TASK TO CARRY OUT
All of the data below should be output exactly as given.

THE INPUT
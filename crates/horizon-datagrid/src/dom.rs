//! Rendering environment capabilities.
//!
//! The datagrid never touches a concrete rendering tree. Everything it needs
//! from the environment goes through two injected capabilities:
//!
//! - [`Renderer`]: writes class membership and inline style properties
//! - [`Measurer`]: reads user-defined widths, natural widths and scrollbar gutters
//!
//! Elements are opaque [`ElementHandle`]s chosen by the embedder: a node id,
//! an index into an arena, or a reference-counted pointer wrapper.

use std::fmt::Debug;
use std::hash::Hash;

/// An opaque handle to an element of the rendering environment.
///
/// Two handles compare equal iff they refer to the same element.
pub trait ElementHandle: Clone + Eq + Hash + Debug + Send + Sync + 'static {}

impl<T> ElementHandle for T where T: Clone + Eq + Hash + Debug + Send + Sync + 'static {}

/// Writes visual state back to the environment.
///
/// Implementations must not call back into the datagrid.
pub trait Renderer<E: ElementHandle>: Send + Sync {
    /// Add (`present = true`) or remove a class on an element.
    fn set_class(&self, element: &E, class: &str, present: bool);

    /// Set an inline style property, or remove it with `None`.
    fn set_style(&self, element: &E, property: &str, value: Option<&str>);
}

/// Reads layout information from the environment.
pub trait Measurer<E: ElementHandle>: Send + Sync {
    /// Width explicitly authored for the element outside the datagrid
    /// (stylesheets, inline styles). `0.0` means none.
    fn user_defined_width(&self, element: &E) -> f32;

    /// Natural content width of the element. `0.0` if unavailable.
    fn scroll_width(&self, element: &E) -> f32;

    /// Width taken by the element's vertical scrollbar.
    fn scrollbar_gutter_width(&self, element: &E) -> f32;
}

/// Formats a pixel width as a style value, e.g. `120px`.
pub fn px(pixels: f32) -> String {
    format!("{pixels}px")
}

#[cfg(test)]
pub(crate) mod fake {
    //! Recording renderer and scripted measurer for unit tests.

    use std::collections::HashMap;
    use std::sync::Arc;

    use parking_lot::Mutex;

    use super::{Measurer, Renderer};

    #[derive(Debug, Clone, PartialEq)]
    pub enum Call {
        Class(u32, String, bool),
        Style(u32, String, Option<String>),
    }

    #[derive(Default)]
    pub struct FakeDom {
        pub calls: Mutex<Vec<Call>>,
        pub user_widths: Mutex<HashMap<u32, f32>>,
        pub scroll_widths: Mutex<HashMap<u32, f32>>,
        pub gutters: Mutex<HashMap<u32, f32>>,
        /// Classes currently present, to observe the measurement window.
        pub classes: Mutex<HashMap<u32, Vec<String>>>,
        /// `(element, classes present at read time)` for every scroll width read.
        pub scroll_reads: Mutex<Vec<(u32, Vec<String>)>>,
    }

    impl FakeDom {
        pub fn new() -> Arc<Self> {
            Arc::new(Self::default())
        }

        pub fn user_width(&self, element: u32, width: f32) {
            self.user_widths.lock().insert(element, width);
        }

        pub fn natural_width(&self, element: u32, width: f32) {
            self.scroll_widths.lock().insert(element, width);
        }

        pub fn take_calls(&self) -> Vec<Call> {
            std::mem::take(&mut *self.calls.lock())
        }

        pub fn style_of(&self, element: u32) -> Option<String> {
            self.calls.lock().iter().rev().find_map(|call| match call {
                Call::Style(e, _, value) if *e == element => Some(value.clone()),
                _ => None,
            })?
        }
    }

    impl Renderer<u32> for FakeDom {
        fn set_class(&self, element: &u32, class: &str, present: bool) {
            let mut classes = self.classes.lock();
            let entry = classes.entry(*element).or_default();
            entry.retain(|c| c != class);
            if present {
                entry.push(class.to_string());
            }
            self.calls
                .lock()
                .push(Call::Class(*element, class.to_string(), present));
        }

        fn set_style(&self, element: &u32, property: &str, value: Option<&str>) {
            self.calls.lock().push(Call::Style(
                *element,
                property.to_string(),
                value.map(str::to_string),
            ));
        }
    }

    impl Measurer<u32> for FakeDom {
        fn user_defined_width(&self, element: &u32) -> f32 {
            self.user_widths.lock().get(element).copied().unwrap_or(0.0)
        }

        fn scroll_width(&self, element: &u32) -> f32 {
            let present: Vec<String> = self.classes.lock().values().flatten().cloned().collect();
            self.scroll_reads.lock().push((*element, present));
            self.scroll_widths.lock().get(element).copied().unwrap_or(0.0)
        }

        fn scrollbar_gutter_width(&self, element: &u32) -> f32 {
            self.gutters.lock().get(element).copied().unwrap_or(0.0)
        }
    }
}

WRITTEN RESPONSE
filename crates/horizon-datagrid/src/dom.rs
//! Rendering environment capabilities.
//!
//! The datagrid never touches a concrete rendering tree. Everything it needs
//! from the environment goes through two injected capabilities:
//!
//! - [`Renderer`]: writes class membership and inline style properties
//! - [`Measurer`]: reads user-defined widths, natural widths and scrollbar gutters
//!
//! Elements are opaque [`ElementHandle`]s chosen by the embedder: a node id,
//! an index into an arena, or a reference-counted pointer wrapper.

use std::fmt::Debug;
use std::hash::Hash;

/// An opaque handle to an element of the rendering environment.
///
/// Two handles compare equal iff they refer to the same element.
pub trait ElementHandle: Clone + Eq + Hash + Debug + Send + Sync + 'static {}

impl<T> ElementHandle for T where T: Clone + Eq + Hash + Debug + Send + Sync + 'static {}

/// Writes visual state back to the environment.
///
/// Implementations must not call back into the datagrid.
pub trait Renderer<E: ElementHandle>: Send + Sync {
    /// Add (`present = true`) or remove a class on an element.
    fn set_class(&self, element: &E, class: &str, present: bool);

    /// Set an inline style property, or remove it with `None`.
    fn set_style(&self, element: &E, property: &str, value: Option<&str>);
}

/// Reads layout information from the environment.
pub trait Measurer<E: ElementHandle>: Send + Sync {
    /// Width explicitly authored for the element outside the datagrid
    /// (stylesheets, inline styles). `0.0` means none.
    fn user_defined_width(&self, element: &E) -> f32;

    /// Natural content width of the element. `0.0` if unavailable.
    fn scroll_width(&self, element: &E) -> f32;

    /// Width taken by the element's vertical scrollbar.
    fn scrollbar_gutter_width(&self, element: &E) -> f32;
}

/// Formats a pixel width as a style value, e.g. `120px`.
pub fn px(pixels: f32) -> String {
    format!("{pixels}px")
}

#[cfg(test)]
pub(crate) mod fake {
    //! Recording renderer and scripted measurer for unit tests.

    use std::collections::HashMap;
    use std::sync::Arc;

    use parking_lot::Mutex;

    use super::{Measurer, Renderer};

    #[derive(Debug, Clone, PartialEq)]
    pub enum Call {
        Class(u32, String, bool),
        Style(u32, String, Option<String>),
    }

    #[derive(Default)]
    pub struct FakeDom {
        pub calls: Mutex<Vec<Call>>,
        pub user_widths: Mutex<HashMap<u32, f32>>,
        pub scroll_widths: Mutex<HashMap<u32, f32>>,
        pub gutters: Mutex<HashMap<u32, f32>>,
        /// Classes currently present, to observe the measurement window.
        pub classes: Mutex<HashMap<u32, Vec<String>>>,
        /// `(element, classes present at read time)` for every scroll width read.
        pub scroll_reads: Mutex<Vec<(u32, Vec<String>)>>,
    }

    impl FakeDom {
        pub fn new() -> Arc<Self> {
            Arc::new(Self::default())
        }

        pub fn user_width(&self, element: u32, width: f32) {
            self.user_widths.lock().insert(element, width);
        }

        pub fn natural_width(&self, element: u32, width: f32) {
            self.scroll_widths.lock().insert(element, width);
        }

        pub fn take_calls(&self) -> Vec<Call> {
            std::mem::take(&mut *self.calls.lock())
        }

        pub fn style_of(&self, element: u32) -> Option<String> {
            self.calls.lock().iter().rev().find_map(|call| match call {
                Call::Style(e, _, value) if *e == element => Some(value.clone()),
                _ => None,
            })?
        }
    }

    impl Renderer<u32> for FakeDom {
        fn set_class(&self, element: &u32, class: &str, present: bool) {
            let mut classes = self.classes.lock();
            let entry = classes.entry(*element).or_default();
            entry.retain(|c| c != class);
            if present {
                entry.push(class.to_string());
            }
            self.calls
                .lock()
                .push(Call::Class(*element, class.to_string(), present));
        }

        fn set_style(&self, element: &u32, property: &str, value: Option<&str>) {
            self.calls.lock().push(Call::Style(
                *element,
                property.to_string(),
                value.map(str::to_string),
            ));
        }
    }

    impl Measurer<u32> for FakeDom {
        fn user_defined_width(&self, element: &u32) -> f32 {
            self.user_widths.lock().get(element).copied().unwrap_or(0.0)
        }

        fn scroll_width(&self, element: &u32) -> f32 {
            let present: Vec<String> = self.classes.lock().values().flatten().cloned().collect();
            self.scroll_reads.lock().push((*element, present));
            self.scroll_widths.lock().get(element).copied().unwrap_or(0.0)
        }

        fn scrollbar_gutter_width(&self, element: &u32) -> f32 {
            self.gutters.lock().get(element).copied().unwrap_or(0.0)
        }
    }
}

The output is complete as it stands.